### Directions
Read the lines below. Copy out any that hold the string "collapsed".

### Records for this exercise
+--
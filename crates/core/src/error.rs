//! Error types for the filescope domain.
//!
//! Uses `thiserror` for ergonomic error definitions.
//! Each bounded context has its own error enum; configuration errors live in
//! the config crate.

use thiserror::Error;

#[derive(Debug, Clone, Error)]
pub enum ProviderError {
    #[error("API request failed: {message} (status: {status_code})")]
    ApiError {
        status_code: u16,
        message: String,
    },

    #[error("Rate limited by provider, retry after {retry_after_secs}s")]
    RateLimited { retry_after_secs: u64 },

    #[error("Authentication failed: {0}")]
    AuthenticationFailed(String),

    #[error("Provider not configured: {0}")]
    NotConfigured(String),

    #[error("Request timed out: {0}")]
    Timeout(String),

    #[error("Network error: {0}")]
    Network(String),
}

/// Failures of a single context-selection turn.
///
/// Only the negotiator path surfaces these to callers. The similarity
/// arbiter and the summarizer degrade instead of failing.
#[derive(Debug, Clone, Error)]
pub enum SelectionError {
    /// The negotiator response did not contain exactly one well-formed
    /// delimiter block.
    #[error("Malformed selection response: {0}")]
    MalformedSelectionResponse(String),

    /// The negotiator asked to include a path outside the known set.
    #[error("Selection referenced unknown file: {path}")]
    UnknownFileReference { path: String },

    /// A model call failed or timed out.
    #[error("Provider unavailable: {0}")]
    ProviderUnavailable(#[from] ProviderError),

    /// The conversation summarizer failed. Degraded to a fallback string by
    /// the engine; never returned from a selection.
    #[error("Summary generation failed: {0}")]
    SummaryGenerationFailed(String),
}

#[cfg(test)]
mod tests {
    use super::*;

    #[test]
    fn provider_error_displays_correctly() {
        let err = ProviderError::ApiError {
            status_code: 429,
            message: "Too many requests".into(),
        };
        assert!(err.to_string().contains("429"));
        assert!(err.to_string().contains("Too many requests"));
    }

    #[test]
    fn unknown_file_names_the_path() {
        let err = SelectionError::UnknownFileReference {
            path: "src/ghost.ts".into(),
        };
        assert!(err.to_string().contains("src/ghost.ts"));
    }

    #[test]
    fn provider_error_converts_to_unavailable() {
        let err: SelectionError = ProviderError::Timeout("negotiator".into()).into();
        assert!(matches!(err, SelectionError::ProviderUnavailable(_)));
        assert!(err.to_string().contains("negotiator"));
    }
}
+--
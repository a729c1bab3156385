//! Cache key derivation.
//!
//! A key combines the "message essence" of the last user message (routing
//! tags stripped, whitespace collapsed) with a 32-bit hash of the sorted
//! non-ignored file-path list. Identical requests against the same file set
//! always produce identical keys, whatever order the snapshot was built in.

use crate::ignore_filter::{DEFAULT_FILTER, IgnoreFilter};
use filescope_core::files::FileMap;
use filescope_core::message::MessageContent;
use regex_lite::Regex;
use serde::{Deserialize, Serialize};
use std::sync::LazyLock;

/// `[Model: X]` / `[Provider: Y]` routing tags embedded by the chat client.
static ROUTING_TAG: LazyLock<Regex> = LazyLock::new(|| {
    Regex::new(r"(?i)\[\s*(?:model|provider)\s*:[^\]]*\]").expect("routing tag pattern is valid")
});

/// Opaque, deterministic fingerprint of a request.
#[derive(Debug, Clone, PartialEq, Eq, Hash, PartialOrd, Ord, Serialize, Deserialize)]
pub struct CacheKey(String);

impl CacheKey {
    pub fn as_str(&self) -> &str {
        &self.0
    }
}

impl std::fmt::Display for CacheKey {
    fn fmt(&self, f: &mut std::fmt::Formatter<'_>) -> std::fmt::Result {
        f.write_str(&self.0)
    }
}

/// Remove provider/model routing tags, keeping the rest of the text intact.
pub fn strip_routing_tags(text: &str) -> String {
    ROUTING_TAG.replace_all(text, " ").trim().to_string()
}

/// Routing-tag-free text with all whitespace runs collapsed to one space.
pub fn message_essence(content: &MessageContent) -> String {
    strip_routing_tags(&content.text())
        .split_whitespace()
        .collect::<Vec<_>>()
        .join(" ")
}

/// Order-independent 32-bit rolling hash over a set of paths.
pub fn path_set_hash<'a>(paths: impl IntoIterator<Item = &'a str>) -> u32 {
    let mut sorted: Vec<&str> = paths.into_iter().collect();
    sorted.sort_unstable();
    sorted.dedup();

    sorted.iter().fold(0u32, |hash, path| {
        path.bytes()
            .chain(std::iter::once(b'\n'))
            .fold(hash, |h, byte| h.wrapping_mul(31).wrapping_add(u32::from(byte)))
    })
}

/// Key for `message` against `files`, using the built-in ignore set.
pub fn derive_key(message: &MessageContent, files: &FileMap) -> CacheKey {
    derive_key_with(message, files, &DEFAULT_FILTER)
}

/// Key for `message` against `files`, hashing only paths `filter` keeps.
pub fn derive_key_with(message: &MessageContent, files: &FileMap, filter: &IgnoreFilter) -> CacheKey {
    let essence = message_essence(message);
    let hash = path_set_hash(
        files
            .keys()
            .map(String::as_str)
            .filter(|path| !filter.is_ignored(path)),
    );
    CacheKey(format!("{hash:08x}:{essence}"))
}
+--
### Solution to this task
//! tags stripped, whitespace collapsed) with a 32-bit hash of the sorted
/// Routing-tag-free text with all whitespace runs collapsed to one space.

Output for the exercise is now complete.